To address the need for scientific computing algorithms that can succeed in unreliable computing environments, this project sought to establish whether a set of recent modifications to specialized algorithms, which made those algorithms resilient to data corruption and delay, can be applied more generally to modern algorithms. The ability to solve a linear system is a critical function of many modern scientific computing algorithms. As such, a variant of a particular linear solver was developed with a novel criterion for rejecting data that is determined to be corrupt. This variant produced an accurate solution despite periodic data corruption at a frequency that prevented the original algorithm from succeeding. A second variant of the linear solver replaces the original approach of using only the most recent solution approximation with an approach that implicitly includes previous solution approximations. This variant produced an accurate solution faster than the original method when periodic data delays, which resulted in data arriving out of order, was introduced. The results of this work provide a proof-of-concept that the same modifications can introduce the resilience needed by modern scientific computing algorithms to succeed in unreliable computing environments. The results have also secured funding to generalize this work to bring resilience to some of the most powerful algorithms in use today.

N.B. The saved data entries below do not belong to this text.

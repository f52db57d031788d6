//! Common types shared by the glstate crates.
//!
//! The raw OpenGL bindings and the conversions of these types into GL enums
//! are available with the `opengl` feature.
#[cfg(feature = "opengl")]
pub mod gl;
#[cfg(feature = "opengl")]
mod gl_enums;

pub mod map;
mod version;

pub use version::Version;

use std::convert::Infallible;
use std::str::FromStr;

/// Texture minification and magnification filter.
#[repr(i32)]
#[derive(Copy, Clone, Default, Debug, Eq, PartialEq, Hash)]
pub enum SamplerFilter {
    Nearest = 0,
    #[default]
    Linear,
}

/// Mipmap selection combined with the minification filter.
#[repr(i32)]
#[derive(Copy, Clone, Default, Debug, Eq, PartialEq, Hash)]
pub enum SamplerMipmap {
    /// Sample only the base level.
    #[default]
    Base = 0,
    Nearest,
    Linear,
}

/// Texture coordinate wrapping.
#[repr(i32)]
#[derive(Copy, Clone, Default, Debug, Eq, PartialEq, Hash)]
pub enum SamplerWrapping {
    #[default]
    Repeat = 0,
    MirroredRepeat,
    ClampToEdge,
    ClampToBorder,
    MirrorClampToEdge,
}

/// Depth texture comparison mode.
#[repr(i32)]
#[derive(Copy, Clone, Default, Debug, Eq, PartialEq, Hash)]
pub enum SamplerCompareMode {
    #[default]
    None = 0,
    CompareRefToTexture,
}

/// Depth texture comparison function.
#[repr(i32)]
#[derive(Copy, Clone, Default, Debug, Eq, PartialEq, Hash)]
pub enum SamplerCompareFunction {
    Never = 0,
    Always,
    Less,
    #[default]
    LessOrEqual,
    Equal,
    NotEqual,
    GreaterOrEqual,
    Greater,
}

/// Which component of a combined depth/stencil texture is sampled.
#[repr(i32)]
#[derive(Copy, Clone, Default, Debug, Eq, PartialEq, Hash)]
pub enum SamplerDepthStencilMode {
    #[default]
    DepthComponent = 0,
    StencilIndex,
}

impl FromStr for SamplerFilter {
    type Err = Infallible;

    fn from_str(s: &str) -> Result<Self, Self::Err> {
        Ok(match s {
            "nearest" => SamplerFilter::Nearest,
            _ => SamplerFilter::Linear,
        })
    }
}

impl FromStr for SamplerMipmap {
    type Err = Infallible;

    fn from_str(s: &str) -> Result<Self, Self::Err> {
        Ok(match s {
            "nearest" => SamplerMipmap::Nearest,
            "linear" => SamplerMipmap::Linear,
            _ => SamplerMipmap::Base,
        })
    }
}

impl FromStr for SamplerWrapping {
    type Err = Infallible;

    fn from_str(s: &str) -> Result<Self, Self::Err> {
        Ok(match s {
            "mirrored_repeat" => SamplerWrapping::MirroredRepeat,
            "clamp_to_edge" => SamplerWrapping::ClampToEdge,
            "clamp_to_border" => SamplerWrapping::ClampToBorder,
            "mirror_clamp_to_edge" => SamplerWrapping::MirrorClampToEdge,
            _ => SamplerWrapping::Repeat,
        })
    }
}

/// Calculate the number of mipmap levels for a texture of the given size.
pub fn calc_miplevel(size: &[i32]) -> i32 {
    let mut size = size.iter().copied().max().unwrap_or(0).max(0);
    let mut levels = 0;
    while size != 0 {
        levels += 1;
        size >>= 1;
    }

    levels
}

#[cfg(test)]
mod test {
    use super::*;

    #[test]
    fn miplevels() {
        assert_eq!(calc_miplevel(&[256, 256]), 9);
        assert_eq!(calc_miplevel(&[1]), 1);
        assert_eq!(calc_miplevel(&[300, 17, 4]), 9);
        assert_eq!(calc_miplevel(&[0, 0]), 0);
    }

    #[test]
    fn sampler_names() {
        assert_eq!(
            "clamp_to_edge".parse::<SamplerWrapping>(),
            Ok(SamplerWrapping::ClampToEdge)
        );
        assert_eq!("bogus".parse::<SamplerWrapping>(), Ok(SamplerWrapping::Repeat));
        assert_eq!("nearest".parse::<SamplerFilter>(), Ok(SamplerFilter::Nearest));
        assert_eq!("linear".parse::<SamplerMipmap>(), Ok(SamplerMipmap::Linear));
    }
}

This research serves to address the lack of a key enabling capability identified by E and Z programs at Lawrence Livermore National Laboratory: the ability to apply modern scientific computing algorithms in unreliable computing environments. The ability to, for example, operate on data collected by edge devices without having to first transmit the data to a central location will improve the resilience of the nation's critical infrastructure to both cyber and physical attacks, as well as natural disasters. The framework developed in this project enables the development of an entire class of resilient algorithms that capitalizes on decades of HPC research by enhancing existing algorithms with proven resiliency enhancing modifications. This new class of algorithms will enable new tools and capabilities to meet national security challenges.